- About this exercise: Look through the data below for the string "gimli", and copy every line where it turns up.

─── Supplied records ───

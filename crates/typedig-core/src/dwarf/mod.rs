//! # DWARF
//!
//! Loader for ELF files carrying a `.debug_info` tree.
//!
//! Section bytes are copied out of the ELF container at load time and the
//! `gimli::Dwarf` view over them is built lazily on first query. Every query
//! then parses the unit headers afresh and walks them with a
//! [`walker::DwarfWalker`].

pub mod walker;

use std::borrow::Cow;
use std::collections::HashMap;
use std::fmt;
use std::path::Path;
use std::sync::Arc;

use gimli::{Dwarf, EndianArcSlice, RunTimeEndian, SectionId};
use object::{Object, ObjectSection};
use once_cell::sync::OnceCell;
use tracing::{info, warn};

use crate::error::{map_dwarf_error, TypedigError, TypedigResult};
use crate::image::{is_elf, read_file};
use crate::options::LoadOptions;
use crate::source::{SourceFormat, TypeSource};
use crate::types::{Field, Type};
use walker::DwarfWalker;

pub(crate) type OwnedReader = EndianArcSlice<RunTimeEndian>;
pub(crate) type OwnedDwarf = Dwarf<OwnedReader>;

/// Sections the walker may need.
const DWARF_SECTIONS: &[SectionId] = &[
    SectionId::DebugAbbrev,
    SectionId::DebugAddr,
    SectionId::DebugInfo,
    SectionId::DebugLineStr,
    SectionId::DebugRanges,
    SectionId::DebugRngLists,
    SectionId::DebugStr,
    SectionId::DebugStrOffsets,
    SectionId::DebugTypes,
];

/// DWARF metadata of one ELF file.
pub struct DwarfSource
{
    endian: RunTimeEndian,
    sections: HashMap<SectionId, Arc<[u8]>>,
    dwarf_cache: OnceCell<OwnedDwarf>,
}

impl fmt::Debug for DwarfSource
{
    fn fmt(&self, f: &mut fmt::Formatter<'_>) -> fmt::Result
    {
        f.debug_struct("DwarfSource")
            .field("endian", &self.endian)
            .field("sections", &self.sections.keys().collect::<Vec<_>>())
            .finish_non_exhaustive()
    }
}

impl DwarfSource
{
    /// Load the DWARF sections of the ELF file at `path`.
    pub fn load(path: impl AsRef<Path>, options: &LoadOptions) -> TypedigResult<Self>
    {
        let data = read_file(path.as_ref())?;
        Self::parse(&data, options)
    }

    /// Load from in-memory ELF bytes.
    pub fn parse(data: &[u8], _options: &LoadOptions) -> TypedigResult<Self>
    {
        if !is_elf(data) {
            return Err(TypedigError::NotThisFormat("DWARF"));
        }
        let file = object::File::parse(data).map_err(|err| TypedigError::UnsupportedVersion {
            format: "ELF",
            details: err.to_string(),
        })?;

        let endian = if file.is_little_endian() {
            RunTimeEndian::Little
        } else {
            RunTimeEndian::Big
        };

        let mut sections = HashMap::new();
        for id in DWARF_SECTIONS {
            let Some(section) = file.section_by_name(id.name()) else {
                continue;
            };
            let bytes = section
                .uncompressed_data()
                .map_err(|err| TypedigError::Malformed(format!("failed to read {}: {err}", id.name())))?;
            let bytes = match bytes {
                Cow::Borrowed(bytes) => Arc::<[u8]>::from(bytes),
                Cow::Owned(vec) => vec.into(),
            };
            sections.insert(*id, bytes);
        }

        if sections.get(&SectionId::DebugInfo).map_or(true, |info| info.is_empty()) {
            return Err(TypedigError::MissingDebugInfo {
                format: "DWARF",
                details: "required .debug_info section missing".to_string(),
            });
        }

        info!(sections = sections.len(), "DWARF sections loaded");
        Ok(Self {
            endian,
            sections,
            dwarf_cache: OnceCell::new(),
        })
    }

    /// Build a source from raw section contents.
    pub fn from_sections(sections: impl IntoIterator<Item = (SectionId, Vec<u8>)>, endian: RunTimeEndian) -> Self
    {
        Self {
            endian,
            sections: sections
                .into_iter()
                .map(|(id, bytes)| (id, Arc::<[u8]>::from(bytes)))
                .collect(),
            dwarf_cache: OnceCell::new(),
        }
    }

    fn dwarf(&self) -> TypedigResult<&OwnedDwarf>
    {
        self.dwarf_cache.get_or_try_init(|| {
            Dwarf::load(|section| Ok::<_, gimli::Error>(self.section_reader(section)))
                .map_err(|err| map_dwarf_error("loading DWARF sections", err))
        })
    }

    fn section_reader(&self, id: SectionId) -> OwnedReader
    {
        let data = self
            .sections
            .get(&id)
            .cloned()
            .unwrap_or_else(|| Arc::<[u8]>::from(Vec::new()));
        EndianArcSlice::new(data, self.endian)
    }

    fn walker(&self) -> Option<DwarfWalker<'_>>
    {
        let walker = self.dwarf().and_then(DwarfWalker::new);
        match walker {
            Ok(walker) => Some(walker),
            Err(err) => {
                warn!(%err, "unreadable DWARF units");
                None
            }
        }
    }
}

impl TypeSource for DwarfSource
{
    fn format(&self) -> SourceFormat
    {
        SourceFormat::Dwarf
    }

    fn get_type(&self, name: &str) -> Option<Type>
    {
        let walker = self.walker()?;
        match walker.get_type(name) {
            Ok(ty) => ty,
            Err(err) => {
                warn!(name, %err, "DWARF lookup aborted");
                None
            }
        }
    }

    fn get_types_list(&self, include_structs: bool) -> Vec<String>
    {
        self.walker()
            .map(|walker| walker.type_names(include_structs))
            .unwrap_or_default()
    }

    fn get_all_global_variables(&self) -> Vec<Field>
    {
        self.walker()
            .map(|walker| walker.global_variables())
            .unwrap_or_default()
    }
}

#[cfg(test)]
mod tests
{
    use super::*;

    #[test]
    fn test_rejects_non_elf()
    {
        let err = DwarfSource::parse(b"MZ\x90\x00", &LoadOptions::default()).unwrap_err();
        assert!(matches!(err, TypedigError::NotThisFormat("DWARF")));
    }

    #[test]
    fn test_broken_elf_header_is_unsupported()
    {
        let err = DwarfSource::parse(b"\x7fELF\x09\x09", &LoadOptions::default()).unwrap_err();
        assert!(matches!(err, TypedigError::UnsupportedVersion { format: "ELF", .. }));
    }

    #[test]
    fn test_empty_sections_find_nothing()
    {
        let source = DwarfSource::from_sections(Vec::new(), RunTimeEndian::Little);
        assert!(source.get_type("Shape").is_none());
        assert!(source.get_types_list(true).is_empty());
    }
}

───

- Task response:
//! `gimli::Dwarf` view over them is built lazily on first query. Every query
use gimli::{Dwarf, EndianArcSlice, RunTimeEndian, SectionId};
            Dwarf::load(|section| Ok::<_, gimli::Error>(self.section_reader(section)))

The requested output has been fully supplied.